## Provided data
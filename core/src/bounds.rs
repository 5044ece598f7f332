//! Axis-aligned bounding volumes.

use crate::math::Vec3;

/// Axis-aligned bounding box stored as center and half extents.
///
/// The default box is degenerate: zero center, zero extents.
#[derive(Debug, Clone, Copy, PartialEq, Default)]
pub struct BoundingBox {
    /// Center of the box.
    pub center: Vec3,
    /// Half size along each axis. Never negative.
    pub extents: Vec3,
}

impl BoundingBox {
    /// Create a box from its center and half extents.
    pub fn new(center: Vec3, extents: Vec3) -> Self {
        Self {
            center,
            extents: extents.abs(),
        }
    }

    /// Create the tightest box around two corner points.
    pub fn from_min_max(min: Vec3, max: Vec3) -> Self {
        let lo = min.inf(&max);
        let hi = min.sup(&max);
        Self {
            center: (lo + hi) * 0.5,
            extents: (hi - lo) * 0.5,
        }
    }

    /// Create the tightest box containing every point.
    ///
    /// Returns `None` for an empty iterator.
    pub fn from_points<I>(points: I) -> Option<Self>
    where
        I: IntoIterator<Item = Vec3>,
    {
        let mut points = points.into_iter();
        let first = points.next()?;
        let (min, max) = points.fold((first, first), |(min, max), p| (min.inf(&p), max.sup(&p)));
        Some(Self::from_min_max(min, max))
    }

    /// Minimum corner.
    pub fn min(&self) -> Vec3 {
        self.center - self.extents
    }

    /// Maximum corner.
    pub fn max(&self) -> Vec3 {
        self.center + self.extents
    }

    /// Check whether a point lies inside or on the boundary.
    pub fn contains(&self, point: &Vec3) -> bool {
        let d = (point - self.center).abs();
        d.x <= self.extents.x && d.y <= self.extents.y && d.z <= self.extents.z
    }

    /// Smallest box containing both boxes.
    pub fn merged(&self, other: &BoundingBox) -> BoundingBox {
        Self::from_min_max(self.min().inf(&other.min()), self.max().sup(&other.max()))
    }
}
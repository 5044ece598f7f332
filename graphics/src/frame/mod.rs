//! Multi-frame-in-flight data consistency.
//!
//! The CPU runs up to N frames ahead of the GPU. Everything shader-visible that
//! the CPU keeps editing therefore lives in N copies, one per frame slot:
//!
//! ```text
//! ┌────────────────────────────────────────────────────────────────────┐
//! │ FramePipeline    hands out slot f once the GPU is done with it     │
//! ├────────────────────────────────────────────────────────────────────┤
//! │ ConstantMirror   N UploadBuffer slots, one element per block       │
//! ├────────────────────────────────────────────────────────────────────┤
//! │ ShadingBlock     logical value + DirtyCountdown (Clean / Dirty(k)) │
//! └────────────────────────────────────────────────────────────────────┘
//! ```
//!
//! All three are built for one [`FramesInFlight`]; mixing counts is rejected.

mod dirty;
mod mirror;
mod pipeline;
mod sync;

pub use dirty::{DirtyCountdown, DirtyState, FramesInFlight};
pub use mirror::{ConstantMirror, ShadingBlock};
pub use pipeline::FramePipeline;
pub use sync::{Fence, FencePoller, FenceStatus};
...
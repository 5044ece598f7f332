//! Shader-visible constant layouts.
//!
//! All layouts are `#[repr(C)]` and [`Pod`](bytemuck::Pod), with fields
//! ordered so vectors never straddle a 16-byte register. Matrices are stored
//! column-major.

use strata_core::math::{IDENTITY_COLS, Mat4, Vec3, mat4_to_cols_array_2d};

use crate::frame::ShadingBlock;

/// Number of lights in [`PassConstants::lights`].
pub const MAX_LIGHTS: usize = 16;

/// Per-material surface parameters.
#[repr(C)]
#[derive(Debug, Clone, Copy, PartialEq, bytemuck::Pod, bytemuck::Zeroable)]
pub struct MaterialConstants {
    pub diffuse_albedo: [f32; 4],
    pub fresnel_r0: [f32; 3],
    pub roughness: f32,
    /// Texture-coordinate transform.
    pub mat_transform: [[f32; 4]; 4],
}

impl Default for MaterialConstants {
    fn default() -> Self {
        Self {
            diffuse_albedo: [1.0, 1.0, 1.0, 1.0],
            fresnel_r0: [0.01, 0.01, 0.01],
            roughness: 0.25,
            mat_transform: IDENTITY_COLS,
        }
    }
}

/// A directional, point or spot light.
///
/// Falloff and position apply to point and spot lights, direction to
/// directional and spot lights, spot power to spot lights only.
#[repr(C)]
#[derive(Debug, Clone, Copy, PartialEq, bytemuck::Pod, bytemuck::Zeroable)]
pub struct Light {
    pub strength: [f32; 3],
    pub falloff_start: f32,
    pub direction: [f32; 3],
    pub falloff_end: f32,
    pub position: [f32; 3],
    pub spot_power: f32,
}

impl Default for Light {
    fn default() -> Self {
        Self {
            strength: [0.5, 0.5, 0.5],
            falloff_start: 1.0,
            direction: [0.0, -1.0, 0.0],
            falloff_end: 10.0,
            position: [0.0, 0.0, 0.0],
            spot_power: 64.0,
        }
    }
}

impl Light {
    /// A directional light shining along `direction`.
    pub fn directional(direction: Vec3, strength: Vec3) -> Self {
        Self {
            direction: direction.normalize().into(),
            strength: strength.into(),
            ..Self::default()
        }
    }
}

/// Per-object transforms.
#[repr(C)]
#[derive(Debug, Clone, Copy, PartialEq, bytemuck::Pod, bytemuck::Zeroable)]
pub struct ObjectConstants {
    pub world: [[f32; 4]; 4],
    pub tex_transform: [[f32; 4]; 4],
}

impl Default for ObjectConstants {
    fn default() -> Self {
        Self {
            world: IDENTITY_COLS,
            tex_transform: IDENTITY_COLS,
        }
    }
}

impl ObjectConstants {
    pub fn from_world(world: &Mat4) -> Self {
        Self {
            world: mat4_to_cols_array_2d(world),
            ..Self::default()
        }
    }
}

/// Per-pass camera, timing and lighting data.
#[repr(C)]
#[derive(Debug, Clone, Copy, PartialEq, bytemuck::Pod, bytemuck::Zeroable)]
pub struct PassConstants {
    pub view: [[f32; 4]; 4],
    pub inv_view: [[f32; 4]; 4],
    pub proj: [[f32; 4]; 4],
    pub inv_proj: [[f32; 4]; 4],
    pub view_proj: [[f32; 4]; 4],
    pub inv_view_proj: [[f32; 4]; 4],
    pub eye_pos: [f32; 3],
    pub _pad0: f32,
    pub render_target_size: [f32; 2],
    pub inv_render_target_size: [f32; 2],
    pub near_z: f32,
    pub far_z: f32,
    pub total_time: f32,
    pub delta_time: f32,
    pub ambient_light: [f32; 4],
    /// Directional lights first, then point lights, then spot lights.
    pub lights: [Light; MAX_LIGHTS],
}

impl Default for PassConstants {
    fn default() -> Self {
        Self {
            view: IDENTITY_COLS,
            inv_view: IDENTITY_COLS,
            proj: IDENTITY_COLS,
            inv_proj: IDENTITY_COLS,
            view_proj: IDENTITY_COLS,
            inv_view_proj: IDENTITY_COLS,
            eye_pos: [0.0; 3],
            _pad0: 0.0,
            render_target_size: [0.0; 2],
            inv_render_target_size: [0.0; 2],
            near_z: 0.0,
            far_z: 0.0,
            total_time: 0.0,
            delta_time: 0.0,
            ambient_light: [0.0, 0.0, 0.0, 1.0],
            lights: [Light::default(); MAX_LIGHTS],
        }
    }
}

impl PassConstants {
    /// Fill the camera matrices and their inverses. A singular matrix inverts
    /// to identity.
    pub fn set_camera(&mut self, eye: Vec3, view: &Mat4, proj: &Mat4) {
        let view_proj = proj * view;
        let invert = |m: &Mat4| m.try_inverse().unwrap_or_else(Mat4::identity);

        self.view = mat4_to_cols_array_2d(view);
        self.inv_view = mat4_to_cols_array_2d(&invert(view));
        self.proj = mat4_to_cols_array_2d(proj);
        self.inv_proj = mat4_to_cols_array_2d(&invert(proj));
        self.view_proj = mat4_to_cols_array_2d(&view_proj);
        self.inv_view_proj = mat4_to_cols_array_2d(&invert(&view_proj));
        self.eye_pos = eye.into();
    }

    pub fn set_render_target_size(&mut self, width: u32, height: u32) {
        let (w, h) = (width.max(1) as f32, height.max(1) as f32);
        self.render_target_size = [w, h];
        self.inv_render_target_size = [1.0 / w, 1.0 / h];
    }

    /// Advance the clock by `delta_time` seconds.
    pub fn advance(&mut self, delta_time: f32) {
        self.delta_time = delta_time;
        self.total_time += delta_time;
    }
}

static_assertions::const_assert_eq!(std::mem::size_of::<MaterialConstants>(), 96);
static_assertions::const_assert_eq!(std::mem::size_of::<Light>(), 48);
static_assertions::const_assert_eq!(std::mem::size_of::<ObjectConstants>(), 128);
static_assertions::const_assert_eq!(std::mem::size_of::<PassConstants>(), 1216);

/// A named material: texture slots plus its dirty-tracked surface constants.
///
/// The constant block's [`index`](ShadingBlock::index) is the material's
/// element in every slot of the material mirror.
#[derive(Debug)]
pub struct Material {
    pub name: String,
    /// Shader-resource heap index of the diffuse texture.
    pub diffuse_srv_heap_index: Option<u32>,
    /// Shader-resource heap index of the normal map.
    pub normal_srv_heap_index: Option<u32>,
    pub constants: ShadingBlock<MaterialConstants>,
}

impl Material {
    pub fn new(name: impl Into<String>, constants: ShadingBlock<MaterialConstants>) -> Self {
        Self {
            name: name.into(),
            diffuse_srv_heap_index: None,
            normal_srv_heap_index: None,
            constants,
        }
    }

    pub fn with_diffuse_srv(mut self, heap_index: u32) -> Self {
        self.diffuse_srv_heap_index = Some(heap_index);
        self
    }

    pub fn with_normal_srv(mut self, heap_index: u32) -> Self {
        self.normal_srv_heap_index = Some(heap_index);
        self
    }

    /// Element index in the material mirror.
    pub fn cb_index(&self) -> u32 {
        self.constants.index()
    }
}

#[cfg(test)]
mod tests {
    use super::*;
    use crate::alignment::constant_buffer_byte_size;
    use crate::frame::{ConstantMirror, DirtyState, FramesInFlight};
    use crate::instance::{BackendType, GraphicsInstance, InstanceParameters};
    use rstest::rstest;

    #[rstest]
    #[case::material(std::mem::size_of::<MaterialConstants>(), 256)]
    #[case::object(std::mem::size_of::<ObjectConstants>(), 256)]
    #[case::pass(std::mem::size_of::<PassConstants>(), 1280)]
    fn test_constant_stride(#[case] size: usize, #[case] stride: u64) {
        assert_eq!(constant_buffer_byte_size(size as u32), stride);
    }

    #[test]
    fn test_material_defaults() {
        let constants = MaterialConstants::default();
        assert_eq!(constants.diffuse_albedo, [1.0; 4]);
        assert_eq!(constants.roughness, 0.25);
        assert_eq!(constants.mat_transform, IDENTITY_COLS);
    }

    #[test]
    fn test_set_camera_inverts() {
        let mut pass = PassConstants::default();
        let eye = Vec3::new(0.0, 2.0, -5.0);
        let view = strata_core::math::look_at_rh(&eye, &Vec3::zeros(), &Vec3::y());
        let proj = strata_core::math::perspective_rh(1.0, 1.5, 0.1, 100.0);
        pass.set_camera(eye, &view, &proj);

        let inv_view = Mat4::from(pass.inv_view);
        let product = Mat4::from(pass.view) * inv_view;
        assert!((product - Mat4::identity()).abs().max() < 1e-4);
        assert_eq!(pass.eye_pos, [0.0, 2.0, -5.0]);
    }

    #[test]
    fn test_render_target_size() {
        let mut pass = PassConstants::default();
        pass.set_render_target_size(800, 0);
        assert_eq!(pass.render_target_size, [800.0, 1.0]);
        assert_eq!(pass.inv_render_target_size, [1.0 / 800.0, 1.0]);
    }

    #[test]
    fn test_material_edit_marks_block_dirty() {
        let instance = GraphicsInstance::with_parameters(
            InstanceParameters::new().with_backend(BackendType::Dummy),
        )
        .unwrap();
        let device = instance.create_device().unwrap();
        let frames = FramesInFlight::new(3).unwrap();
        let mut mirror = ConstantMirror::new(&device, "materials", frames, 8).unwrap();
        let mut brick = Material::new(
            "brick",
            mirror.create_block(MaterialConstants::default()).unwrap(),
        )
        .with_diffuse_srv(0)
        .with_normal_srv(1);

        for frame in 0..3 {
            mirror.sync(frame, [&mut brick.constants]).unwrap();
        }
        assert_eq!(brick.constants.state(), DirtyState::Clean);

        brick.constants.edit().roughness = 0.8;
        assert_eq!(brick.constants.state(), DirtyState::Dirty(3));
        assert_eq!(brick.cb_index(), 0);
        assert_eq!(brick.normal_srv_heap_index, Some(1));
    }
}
==
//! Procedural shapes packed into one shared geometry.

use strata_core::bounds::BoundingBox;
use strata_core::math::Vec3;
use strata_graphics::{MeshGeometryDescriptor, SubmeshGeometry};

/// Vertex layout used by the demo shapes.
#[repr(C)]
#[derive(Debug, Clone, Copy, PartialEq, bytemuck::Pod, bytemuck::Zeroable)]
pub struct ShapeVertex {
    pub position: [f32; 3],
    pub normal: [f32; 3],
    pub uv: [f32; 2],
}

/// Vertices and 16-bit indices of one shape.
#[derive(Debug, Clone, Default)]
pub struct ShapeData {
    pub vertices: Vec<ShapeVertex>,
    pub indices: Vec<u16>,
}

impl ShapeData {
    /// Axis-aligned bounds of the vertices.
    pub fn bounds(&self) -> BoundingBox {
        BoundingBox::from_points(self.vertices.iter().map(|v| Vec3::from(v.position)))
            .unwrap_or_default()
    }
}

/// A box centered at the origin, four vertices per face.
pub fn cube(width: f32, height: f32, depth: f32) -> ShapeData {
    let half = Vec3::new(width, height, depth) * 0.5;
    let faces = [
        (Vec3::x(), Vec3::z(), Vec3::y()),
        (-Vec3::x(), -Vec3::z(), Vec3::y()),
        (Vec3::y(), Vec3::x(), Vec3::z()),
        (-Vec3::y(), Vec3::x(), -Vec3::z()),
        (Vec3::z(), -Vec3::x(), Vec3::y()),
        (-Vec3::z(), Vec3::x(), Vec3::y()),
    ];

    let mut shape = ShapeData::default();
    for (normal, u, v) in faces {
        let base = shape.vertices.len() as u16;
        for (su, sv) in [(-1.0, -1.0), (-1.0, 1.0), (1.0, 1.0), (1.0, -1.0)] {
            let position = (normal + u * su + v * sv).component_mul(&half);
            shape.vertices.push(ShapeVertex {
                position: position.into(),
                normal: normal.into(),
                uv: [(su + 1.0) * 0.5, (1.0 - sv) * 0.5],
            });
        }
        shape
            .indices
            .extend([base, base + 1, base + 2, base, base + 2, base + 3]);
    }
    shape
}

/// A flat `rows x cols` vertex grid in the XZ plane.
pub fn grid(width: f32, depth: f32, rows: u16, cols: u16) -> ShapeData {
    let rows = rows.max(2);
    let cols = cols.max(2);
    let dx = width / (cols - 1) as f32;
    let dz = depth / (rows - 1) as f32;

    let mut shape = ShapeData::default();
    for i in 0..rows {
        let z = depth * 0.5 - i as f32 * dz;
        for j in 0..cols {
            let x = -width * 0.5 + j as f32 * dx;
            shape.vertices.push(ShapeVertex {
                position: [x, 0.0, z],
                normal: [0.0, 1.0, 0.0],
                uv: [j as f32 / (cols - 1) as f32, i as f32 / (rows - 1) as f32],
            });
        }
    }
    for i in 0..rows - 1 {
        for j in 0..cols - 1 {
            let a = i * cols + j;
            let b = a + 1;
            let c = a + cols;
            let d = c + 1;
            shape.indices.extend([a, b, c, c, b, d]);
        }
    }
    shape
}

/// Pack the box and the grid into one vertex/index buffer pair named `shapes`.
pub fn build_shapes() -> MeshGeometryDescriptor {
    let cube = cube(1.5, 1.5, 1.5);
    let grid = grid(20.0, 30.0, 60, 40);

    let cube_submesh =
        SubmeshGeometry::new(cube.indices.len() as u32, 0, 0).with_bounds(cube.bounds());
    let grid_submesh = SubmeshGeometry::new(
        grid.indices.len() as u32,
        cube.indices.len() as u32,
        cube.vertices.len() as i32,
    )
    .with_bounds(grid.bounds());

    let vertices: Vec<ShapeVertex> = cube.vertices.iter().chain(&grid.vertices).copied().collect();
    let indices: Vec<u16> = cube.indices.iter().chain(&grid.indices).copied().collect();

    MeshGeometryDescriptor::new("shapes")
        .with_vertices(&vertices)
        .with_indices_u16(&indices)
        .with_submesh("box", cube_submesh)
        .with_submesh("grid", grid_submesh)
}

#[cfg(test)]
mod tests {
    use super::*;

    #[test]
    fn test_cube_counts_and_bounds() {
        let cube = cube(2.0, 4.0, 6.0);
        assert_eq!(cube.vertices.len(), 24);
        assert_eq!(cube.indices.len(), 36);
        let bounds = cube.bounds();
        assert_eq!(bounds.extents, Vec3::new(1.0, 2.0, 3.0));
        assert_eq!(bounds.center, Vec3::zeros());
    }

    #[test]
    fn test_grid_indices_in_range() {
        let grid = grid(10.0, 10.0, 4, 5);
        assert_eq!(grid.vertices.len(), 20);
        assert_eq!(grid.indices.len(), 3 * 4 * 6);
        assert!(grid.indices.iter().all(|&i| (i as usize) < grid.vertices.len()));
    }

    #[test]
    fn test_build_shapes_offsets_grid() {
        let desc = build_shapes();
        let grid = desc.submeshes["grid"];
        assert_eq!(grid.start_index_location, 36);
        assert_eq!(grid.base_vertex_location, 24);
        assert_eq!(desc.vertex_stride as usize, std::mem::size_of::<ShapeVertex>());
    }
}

## Your assignment
Look above for the line that contains "dirty-tracked surface constants.". Starting there, transcribe every line exactly until you have copied the line that contains "#[case::material(std::mem::size_of::<MaterialConstants>(), 256)]".

## Answer to the exercise
/// A named material: texture slots plus its dirty-tracked surface constants.
///
/// The constant block's [`index`](ShadingBlock::index) is the material's
/// element in every slot of the material mirror.
#[derive(Debug)]
pub struct Material {
    pub name: String,
    /// Shader-resource heap index of the diffuse texture.
    pub diffuse_srv_heap_index: Option<u32>,
    /// Shader-resource heap index of the normal map.
    pub normal_srv_heap_index: Option<u32>,
    pub constants: ShadingBlock<MaterialConstants>,
}

impl Material {
    pub fn new(name: impl Into<String>, constants: ShadingBlock<MaterialConstants>) -> Self {
        Self {
            name: name.into(),
            diffuse_srv_heap_index: None,
            normal_srv_heap_index: None,
            constants,
        }
    }

    pub fn with_diffuse_srv(mut self, heap_index: u32) -> Self {
        self.diffuse_srv_heap_index = Some(heap_index);
        self
    }

    pub fn with_normal_srv(mut self, heap_index: u32) -> Self {
        self.normal_srv_heap_index = Some(heap_index);
        self
    }

    /// Element index in the material mirror.
    pub fn cb_index(&self) -> u32 {
        self.constants.index()
    }
}

#[cfg(test)]
mod tests {
    use super::*;
    use crate::alignment::constant_buffer_byte_size;
    use crate::frame::{ConstantMirror, DirtyState, FramesInFlight};
    use crate::instance::{BackendType, GraphicsInstance, InstanceParameters};
    use rstest::rstest;

    #[rstest]
    #[case::material(std::mem::size_of::<MaterialConstants>(), 256)]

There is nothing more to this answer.